> _Data_
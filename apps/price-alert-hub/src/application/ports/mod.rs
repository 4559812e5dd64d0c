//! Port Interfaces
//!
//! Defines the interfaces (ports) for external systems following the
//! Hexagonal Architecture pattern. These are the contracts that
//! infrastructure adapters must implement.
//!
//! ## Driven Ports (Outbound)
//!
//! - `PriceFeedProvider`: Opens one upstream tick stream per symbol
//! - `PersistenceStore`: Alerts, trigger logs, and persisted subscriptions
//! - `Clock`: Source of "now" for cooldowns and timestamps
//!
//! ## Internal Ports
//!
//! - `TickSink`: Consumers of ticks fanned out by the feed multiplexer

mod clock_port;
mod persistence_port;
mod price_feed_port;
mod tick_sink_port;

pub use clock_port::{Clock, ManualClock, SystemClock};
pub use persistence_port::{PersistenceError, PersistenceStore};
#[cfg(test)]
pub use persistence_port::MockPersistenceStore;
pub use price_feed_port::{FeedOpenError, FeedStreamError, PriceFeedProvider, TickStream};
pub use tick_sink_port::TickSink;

> _What to work on_
Without omitting anything, retype all of the material above exactly.

> _Your solution_
filename apps/price-alert-hub/src/application/ports/mod.rs
repository 4559812e5dd64d0c
//! Port Interfaces
//!
//! Defines the interfaces (ports) for external systems following the
//! Hexagonal Architecture pattern. These are the contracts that
//! infrastructure adapters must implement.
//!
//! ## Driven Ports (Outbound)
//!
//! - `PriceFeedProvider`: Opens one upstream tick stream per symbol
//! - `PersistenceStore`: Alerts, trigger logs, and persisted subscriptions
//! - `Clock`: Source of "now" for cooldowns and timestamps
//!
//! ## Internal Ports
//!
//! - `TickSink`: Consumers of ticks fanned out by the feed multiplexer

mod clock_port;
mod persistence_port;
mod price_feed_port;
mod tick_sink_port;

pub use clock_port::{Clock, ManualClock, SystemClock};
pub use persistence_port::{PersistenceError, PersistenceStore};
#[cfg(test)]
pub use persistence_port::MockPersistenceStore;
pub use price_feed_port::{FeedOpenError, FeedStreamError, PriceFeedProvider, TickStream};
pub use tick_sink_port::TickSink;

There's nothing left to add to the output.